# Assignment:
Note each line of the listing that contains the string "containing", and copy it.
⟨
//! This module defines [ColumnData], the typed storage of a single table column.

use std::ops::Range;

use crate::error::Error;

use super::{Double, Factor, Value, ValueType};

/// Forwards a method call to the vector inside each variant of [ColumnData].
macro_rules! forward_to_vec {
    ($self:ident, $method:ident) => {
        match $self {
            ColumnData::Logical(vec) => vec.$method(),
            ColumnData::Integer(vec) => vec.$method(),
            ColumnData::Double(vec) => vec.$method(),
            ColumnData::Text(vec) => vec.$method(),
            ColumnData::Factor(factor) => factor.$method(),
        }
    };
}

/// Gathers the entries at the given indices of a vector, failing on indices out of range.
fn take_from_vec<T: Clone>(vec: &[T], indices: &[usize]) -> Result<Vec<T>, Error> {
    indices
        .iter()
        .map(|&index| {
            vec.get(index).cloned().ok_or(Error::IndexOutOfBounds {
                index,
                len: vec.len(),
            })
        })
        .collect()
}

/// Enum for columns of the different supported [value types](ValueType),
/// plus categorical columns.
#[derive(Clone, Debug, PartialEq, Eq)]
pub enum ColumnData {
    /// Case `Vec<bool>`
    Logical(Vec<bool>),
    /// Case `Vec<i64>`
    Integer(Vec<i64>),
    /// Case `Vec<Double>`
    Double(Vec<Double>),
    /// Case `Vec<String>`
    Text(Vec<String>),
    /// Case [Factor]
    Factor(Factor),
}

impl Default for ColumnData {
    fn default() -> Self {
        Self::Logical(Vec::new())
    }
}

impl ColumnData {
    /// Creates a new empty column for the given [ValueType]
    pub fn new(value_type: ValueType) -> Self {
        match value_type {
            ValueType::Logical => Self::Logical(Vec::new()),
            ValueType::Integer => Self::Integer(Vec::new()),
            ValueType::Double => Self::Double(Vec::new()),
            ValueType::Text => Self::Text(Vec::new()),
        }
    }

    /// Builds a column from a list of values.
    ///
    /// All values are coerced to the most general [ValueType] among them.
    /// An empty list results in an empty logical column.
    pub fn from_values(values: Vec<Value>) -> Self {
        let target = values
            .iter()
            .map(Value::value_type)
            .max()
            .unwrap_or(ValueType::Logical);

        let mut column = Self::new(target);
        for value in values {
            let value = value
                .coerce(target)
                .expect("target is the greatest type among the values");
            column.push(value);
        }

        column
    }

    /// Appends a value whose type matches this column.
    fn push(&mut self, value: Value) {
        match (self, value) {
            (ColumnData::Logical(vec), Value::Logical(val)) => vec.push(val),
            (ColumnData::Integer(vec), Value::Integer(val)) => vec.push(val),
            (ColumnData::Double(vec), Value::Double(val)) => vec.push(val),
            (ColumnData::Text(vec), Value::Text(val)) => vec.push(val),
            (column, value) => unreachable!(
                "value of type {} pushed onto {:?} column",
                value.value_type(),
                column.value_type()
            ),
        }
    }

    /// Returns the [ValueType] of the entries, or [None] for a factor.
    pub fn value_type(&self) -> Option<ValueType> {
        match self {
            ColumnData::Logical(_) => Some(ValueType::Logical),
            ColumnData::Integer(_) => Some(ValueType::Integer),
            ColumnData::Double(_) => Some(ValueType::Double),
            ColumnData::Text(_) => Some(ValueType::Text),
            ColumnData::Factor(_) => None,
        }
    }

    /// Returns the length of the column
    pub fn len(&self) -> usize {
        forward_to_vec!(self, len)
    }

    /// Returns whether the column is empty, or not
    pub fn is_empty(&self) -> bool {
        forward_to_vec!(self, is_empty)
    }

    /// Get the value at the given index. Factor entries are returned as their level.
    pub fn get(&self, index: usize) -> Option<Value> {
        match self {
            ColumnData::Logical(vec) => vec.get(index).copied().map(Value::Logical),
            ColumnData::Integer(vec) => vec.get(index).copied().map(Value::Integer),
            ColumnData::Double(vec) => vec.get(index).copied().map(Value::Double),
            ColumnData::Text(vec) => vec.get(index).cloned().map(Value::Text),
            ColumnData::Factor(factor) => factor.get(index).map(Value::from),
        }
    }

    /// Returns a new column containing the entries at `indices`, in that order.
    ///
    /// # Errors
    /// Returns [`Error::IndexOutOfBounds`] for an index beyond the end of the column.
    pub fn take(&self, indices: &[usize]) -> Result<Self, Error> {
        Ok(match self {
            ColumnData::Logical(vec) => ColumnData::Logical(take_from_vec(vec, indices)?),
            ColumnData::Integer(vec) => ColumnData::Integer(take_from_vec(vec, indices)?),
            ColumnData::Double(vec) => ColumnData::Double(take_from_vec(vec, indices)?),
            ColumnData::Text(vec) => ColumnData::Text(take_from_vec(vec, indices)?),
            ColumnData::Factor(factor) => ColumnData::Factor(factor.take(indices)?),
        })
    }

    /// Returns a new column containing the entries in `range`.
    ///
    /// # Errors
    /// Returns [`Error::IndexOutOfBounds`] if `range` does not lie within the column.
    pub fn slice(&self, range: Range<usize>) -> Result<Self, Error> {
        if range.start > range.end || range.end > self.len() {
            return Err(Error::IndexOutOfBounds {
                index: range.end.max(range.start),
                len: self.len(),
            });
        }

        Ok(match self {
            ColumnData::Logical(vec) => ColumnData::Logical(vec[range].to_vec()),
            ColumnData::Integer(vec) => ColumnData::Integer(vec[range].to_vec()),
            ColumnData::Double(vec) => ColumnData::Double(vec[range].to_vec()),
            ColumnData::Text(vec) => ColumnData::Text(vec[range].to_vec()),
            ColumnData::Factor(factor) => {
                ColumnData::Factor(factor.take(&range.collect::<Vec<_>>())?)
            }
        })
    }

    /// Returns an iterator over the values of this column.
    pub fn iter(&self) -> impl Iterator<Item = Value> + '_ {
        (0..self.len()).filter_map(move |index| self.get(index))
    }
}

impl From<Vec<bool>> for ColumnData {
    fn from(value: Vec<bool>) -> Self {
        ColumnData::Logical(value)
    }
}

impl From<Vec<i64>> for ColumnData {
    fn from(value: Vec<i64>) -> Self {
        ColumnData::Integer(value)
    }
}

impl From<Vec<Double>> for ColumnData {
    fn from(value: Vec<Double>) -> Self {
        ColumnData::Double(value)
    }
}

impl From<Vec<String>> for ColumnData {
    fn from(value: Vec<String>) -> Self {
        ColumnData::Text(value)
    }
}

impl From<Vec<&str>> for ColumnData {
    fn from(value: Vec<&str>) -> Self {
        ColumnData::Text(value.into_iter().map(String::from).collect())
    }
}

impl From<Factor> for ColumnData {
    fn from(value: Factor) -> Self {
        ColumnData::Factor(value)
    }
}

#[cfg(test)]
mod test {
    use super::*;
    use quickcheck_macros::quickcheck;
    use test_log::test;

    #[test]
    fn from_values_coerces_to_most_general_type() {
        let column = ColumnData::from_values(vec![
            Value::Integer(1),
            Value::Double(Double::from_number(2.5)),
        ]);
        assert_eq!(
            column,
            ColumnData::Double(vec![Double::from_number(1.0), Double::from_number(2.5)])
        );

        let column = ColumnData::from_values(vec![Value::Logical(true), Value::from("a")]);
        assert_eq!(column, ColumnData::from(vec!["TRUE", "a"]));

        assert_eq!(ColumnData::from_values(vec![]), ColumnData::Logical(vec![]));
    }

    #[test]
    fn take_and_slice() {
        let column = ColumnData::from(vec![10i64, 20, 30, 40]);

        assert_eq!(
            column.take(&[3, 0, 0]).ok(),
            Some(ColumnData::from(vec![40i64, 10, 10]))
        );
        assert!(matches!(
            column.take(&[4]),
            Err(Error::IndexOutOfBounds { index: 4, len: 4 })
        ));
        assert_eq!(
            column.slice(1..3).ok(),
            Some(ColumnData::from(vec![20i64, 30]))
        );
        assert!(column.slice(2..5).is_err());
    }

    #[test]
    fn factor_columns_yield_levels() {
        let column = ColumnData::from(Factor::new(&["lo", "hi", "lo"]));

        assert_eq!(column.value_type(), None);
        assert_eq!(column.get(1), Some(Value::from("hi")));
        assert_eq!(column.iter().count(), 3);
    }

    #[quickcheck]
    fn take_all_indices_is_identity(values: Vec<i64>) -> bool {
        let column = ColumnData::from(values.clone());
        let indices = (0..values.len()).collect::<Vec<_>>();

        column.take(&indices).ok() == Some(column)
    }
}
⟩
⟨
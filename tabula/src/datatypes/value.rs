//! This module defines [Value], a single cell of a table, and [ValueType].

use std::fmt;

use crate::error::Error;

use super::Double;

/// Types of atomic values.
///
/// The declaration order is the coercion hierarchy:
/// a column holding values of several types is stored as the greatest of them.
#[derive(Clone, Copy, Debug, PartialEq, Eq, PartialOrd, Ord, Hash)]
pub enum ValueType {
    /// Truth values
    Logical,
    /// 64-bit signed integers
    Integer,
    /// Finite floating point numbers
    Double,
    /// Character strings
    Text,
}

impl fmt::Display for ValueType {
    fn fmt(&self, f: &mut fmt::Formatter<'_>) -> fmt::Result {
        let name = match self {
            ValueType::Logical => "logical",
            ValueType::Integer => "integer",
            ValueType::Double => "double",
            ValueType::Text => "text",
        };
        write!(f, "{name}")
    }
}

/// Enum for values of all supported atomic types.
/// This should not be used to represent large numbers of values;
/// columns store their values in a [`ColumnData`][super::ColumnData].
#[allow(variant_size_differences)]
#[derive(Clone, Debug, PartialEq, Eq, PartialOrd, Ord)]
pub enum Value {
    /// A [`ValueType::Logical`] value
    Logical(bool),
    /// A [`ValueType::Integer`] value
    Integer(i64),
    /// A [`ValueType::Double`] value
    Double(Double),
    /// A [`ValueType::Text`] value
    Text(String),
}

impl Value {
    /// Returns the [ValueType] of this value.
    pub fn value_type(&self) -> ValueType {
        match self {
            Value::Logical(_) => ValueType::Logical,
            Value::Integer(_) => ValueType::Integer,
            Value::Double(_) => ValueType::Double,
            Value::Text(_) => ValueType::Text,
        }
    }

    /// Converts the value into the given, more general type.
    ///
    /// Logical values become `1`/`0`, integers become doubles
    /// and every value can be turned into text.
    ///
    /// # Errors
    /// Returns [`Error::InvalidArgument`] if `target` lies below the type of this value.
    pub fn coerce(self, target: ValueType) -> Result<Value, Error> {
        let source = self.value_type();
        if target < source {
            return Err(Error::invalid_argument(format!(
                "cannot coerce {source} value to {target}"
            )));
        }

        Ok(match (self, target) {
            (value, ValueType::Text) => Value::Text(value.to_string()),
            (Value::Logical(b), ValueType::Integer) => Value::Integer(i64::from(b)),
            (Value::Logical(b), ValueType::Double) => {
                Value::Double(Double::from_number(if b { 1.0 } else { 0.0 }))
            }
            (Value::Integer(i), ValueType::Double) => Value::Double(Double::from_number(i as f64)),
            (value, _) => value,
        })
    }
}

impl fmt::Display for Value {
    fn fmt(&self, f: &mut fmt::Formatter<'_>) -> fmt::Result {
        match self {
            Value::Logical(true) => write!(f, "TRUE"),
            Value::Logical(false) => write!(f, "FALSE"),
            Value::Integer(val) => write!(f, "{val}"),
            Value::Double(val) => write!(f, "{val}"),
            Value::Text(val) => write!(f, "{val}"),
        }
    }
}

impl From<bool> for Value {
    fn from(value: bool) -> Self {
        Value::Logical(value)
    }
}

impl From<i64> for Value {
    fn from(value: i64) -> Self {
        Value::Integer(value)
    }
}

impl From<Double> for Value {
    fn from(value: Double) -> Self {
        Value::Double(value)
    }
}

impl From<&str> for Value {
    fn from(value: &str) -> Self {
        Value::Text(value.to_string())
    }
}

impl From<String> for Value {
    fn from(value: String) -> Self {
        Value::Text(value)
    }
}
⟩
⟨
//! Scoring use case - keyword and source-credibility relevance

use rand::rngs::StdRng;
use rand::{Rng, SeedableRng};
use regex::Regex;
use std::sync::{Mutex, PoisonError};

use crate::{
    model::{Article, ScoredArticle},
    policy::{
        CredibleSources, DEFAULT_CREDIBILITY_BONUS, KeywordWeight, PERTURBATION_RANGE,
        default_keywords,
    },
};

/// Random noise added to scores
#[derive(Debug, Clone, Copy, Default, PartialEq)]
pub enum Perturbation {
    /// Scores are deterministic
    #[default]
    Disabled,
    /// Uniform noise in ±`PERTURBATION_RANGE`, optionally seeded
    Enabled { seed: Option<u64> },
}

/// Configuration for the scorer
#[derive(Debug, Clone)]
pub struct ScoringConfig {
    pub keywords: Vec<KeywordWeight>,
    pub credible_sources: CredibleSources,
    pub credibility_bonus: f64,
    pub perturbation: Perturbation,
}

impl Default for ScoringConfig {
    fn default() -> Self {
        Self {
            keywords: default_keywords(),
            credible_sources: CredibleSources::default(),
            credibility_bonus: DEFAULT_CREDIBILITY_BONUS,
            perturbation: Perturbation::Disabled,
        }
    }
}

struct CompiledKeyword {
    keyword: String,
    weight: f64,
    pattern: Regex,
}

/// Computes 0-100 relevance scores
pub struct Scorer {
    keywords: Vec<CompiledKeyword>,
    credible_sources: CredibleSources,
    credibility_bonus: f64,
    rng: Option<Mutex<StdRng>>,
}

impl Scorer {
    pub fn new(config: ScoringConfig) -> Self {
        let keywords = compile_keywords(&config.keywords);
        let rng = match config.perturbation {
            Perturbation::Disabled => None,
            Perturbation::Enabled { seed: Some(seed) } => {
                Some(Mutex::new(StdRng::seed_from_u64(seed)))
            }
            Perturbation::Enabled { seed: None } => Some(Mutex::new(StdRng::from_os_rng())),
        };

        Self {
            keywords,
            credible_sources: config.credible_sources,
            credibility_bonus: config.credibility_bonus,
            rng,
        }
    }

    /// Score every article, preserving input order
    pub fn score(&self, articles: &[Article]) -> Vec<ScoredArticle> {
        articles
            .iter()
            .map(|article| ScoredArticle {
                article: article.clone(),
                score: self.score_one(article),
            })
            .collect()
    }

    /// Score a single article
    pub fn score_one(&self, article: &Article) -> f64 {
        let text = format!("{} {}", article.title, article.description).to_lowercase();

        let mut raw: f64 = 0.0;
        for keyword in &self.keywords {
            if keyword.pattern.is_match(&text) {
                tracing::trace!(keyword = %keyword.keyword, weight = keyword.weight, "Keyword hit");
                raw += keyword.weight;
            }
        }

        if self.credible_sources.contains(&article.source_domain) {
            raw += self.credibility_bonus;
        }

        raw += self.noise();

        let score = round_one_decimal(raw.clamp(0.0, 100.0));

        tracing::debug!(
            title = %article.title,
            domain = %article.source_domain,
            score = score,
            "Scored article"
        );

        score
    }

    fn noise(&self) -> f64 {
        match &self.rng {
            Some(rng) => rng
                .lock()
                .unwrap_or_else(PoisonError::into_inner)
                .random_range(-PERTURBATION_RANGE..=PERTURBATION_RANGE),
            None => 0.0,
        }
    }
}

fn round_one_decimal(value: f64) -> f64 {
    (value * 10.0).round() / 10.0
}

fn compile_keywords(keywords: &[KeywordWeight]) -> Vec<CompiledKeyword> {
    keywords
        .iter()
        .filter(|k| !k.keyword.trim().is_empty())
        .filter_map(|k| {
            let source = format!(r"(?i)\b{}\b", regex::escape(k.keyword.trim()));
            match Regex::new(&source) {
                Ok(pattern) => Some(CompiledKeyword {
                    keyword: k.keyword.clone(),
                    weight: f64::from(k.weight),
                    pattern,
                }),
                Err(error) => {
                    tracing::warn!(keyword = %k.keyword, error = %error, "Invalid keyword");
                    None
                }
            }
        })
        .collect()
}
⟩
# Response to the exercise:
    /// Returns a new column containing the entries at `indices`, in that order.
    /// Returns a new column containing the entries in `range`.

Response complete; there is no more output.